I'm also starting to think it was completely intentional. 

There were so many callbacks to season 1 in that finale. From Jenny (who I didn't even remember until the flashback) to the clothes Sam and Dean were wearing in the final scene. It could have been a love letter to their beginnings. It could have been a "look where we started, look how far we've come" type of callback.

It wasn't. 

Instead, to me, it felt like a deliberate attempt to _recreate_ season 1. It was an attempt to roll back the entire story to that point, when Dean was 26 and Sam was 21. To when Sam was a boy trying to escape a life he didn't want and Dean was an older boy trying to live up to the ideals of an abusive, broken father.

To get meta about it, which it's Supernatural so why not?, the first season was about the only season where the show was under control. It was new, still trying to establish itself and find its legs and audience. The actors were still settling into their characters, filling in the silhouettes they'd been given.

Sam was still the angry, rebellious son who couldn't take being told what to do anymore when he desperately didn't want the life he was told to live.

Dean was still the one-dimensional party boy, never looking past the next burger, the next fight, the next woman. The dutiful son who did what he was told no matter how much it hurt.

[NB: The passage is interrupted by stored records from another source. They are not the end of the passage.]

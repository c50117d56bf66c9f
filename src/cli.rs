//! CLI interface for inquest.
//!
//! Each subcommand is non-interactive: arguments in, output on stdout.
//!
//! - `inquest render` builds an investigation report from a JSON snapshot.
//! - `inquest tabs` lists the navigation tabs of an accident.
//!
//! Configuration comes from `~/.inquest/config.toml` unless `--config` is given.

mod format;

use std::fs;
use std::path::{Path, PathBuf};

use clap::{Parser, Subcommand, ValueEnum};
use jiff::Timestamp;

use inquest::model::EntityId;
use inquest::template::{RecordingEngine, TextTemplate};
use inquest::{Config, Permissions, Snapshot, TabLabels, accident_tabs, generate};

use format::describe_document;

/// inquest: accident investigation reports.
#[derive(Debug, Parser)]
#[command(name = "inquest", after_long_help = USAGE_HELP)]
pub struct Cli {
    /// Config file to use instead of `~/.inquest/config.toml`.
    #[arg(long, global = true)]
    config: Option<PathBuf>,

    /// Output language, overriding the configured one.
    #[arg(long, global = true, value_enum)]
    language: Option<LanguageArg>,

    #[command(subcommand)]
    pub command: Command,
}

const USAGE_HELP: &str = r"Examples:
  inquest render --snapshot records.json --investigation 1 --template report.txt
  inquest render --snapshot records.json --investigation 1 --now 1700000000
  inquest tabs 42 --language en-us";

#[derive(Debug, Subcommand)]
pub enum Command {
    /// Build the report of one investigation.
    ///
    /// Without `--template` the placeholder and segment bindings are printed
    /// as JSON instead of a rendered document.
    Render {
        /// JSON snapshot holding every record the build reads.
        #[arg(long)]
        snapshot: PathBuf,

        /// Investigation id.
        #[arg(long)]
        investigation: EntityId,

        /// Handlebars text template: `{{key}}` placeholders, `{{#each tag}}` regions.
        #[arg(long)]
        template: Option<PathBuf>,

        /// Write the document to this file instead of stdout.
        #[arg(long)]
        out: Option<PathBuf>,

        /// Reference time as Unix seconds. Defaults to the current time.
        #[arg(long)]
        now: Option<i64>,
    },

    /// Print the navigation tabs of an accident as JSON.
    Tabs {
        /// Accident id.
        accident: EntityId,

        /// Act as a user without read permission on accidents.
        #[arg(long)]
        no_read: bool,
    },
}

#[derive(Debug, Clone, Copy, ValueEnum)]
enum LanguageArg {
    FrFr,
    EnUs,
}

impl LanguageArg {
    fn code(self) -> &'static str {
        match self {
            Self::FrFr => "fr_FR",
            Self::EnUs => "en_US",
        }
    }
}

/// Run the CLI. Returns a displayable error on failure.
pub fn run() -> Result<(), String> {
    let cli = Cli::parse();

    let mut config = Config::load(cli.config.as_deref())?;
    if let Some(language) = cli.language {
        config.language = language.code().to_string();
    }

    match cli.command {
        Command::Render {
            snapshot,
            investigation,
            template,
            out,
            now,
        } => cmd_render(
            &config,
            &snapshot,
            investigation,
            template.as_deref(),
            out.as_deref(),
            now,
        ),
        Command::Tabs { accident, no_read } => cmd_tabs(&config, accident, !no_read),
    }
}

fn cmd_render(
    config: &Config,
    snapshot: &Path,
    investigation: EntityId,
    template: Option<&Path>,
    out: Option<&Path>,
    now: Option<i64>,
) -> Result<(), String> {
    let locale = config.locale()?;
    let store = Snapshot::load(snapshot)
        .map_err(|e| format!("failed to load {}: {e}", snapshot.display()))?;
    let now = match now {
        Some(seconds) => {
            Timestamp::from_second(seconds).map_err(|e| format!("invalid --now: {e}"))?
        }
        None => Timestamp::now(),
    };

    let document = match template {
        Some(path) => {
            let mut engine = TextTemplate::load(path)
                .map_err(|e| format!("failed to load template {}: {e}", path.display()))?;
            generate(&store, &mut engine, config, &locale, now, investigation)
        }
        None => {
            let mut engine = RecordingEngine::permissive();
            generate(&store, &mut engine, config, &locale, now, investigation)
        }
    }
    .map_err(|e| e.to_string())?;

    match out {
        Some(path) => {
            fs::write(path, &document.content)
                .map_err(|e| format!("failed to write {}: {e}", path.display()))?;
            eprintln!("{} → {}", describe_document(&document), path.display());
        }
        None => {
            println!("{}", document.content);
        }
    }

    Ok(())
}

fn cmd_tabs(config: &Config, accident: EntityId, accident_read: bool) -> Result<(), String> {
    let labels = TabLabels::for_locale(&config.locale()?);
    let tabs = accident_tabs(
        accident,
        &Permissions { accident_read },
        &labels,
        &config.base_url,
        &config.tabs.extra,
    );

    let json = serde_json::to_string_pretty(&tabs)
        .map_err(|e| format!("failed to serialize tabs: {e}"))?;
    println!("{json}");

    Ok(())
}
//! Task types: the action tree filed under an investigation.

use rust_decimal::Decimal;
use serde::{Deserialize, Serialize};

use super::{EntityId, UnixTime};
use crate::error::BuildError;

/// A node in a task tree.
#[derive(Debug, Clone, Default, Serialize, Deserialize)]
#[serde(default)]
pub struct TaskNode {
    pub id: EntityId,
    pub parent: Option<EntityId>,
    #[serde(rename = "ref")]
    pub reference: String,
    pub description: String,
    pub budget: Decimal,
    pub due_date: UnixTime,

    /// Set on the two direct children of an investigation's root task.
    pub role: Option<BranchRole>,

    pub contacts: Vec<TaskContact>,
}

impl TaskNode {
    /// The first user assigned as executive, if any.
    pub fn executive(&self) -> Option<EntityId> {
        self.contacts
            .iter()
            .find(|c| c.kind == ContactType::TaskExecutive)
            .map(|c| c.user)
    }
}

/// Which action branch a task heads.
#[derive(Debug, Clone, Copy, PartialEq, Eq, Serialize, Deserialize)]
#[serde(rename_all = "camelCase")]
pub enum BranchRole {
    /// Corrective actions addressing this accident.
    Curative,

    /// Actions preventing it from happening again.
    Preventive,
}

impl BranchRole {
    /// Template region name for this branch's rows.
    pub fn segment_tag(self) -> &'static str {
        match self {
            Self::Curative => "cur_task",
            Self::Preventive => "prev_task",
        }
    }
}

/// A user linked to a task.
#[derive(Debug, Clone, Serialize, Deserialize)]
pub struct TaskContact {
    pub user: EntityId,
    pub kind: ContactType,
}

#[derive(Debug, Clone, Copy, PartialEq, Eq, Serialize, Deserialize)]
pub enum ContactType {
    TaskExecutive,
    TaskContributor,
}

/// An investigation's root task with its two role-tagged branches.
///
/// Construction fails unless the root has exactly two children, one
/// curative and one preventive. Branches are found by role, not position.
#[derive(Debug, Clone)]
pub struct TaskTree {
    root: TaskNode,
    curative: TaskNode,
    preventive: TaskNode,
}

impl TaskTree {
    pub fn new(root: TaskNode, children: Vec<TaskNode>) -> Result<Self, BuildError> {
        let root_id = root.id;
        let invariant = |reason: String| BuildError::StructuralInvariant {
            task_id: root_id,
            reason,
        };

        if children.len() != 2 {
            return Err(invariant(format!(
                "expected 2 branch tasks, found {}",
                children.len()
            )));
        }

        let mut curative = None;
        let mut preventive = None;
        for child in children {
            let slot = match child.role {
                Some(BranchRole::Curative) => &mut curative,
                Some(BranchRole::Preventive) => &mut preventive,
                None => {
                    return Err(invariant(format!(
                        "branch task {} has no role",
                        child.id
                    )));
                }
            };
            if slot.is_some() {
                return Err(invariant(format!(
                    "branch task {} repeats an existing role",
                    child.id
                )));
            }
            *slot = Some(child);
        }

        // Two children with distinct roles fill both slots.
        let (Some(curative), Some(preventive)) = (curative, preventive) else {
            return Err(invariant("missing branch role".to_string()));
        };

        Ok(Self {
            root,
            curative,
            preventive,
        })
    }

    pub fn root(&self) -> &TaskNode {
        &self.root
    }

    pub fn branch(&self, role: BranchRole) -> &TaskNode {
        match role {
            BranchRole::Curative => &self.curative,
            BranchRole::Preventive => &self.preventive,
        }
    }
}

The show was supposed to appeal to the white, cis, straight male population. I kind of wonder if the showrunners and network hoped to pull viewers from the X-Files because the shows are somewhat similar. And, iirc, the X-Files ended around 2005? But it was supposed to represent a kind of red-blooded American male dream of the open road, classic car and music, burgers and fries, and willing women whenever you wanted. It was supposed to be the little guys' big damn hero moment.

But then it grew. Thanks in a lot of ways to Jensen Ackles and the depth he gave Dean. Also thanks to Misha Collins, later on, and how he portrayed Castiel. 

And so, the show grew a life of its own, beyond what the creators had intended. Like Sam, it rebelled against the box it had been pigeonholed into. It decided, thanks to the wonderful actors and writers and fans who decidedly weren't the original demographic, that this wasn't all it was. New characters were introduced, changing the feel of it from the Sam and Dean show to a whole world. It changed and developed a soul of its own.

"Family don't end in blood"

"Always keep fighting"

These became the touchstones of the show, of what it had become. Against all odds and attempts to wrench it back, the show expanded. Side characters were loved, given prominence, given importance. An angel who was supposed to die after a 3 episode arc became a lead. Another angel who was meant to become a love interest died. (Essentially, they swapped places)

Which brings me back around to the finale. In 15.18, Castiel confessed his love to Dean. It had been there all along in subtext, in action, in expressions and body language. But now it was spoken aloud (no longer the love that dare not speak its name) and irrefutable. He did it to speak his truth, to acknowledge who he was, and to save the man he loved. He was also killed for it, a classic example of the Bury Your Gays trope. While his death was meaningful and accomplished a goal, it still followed the trope.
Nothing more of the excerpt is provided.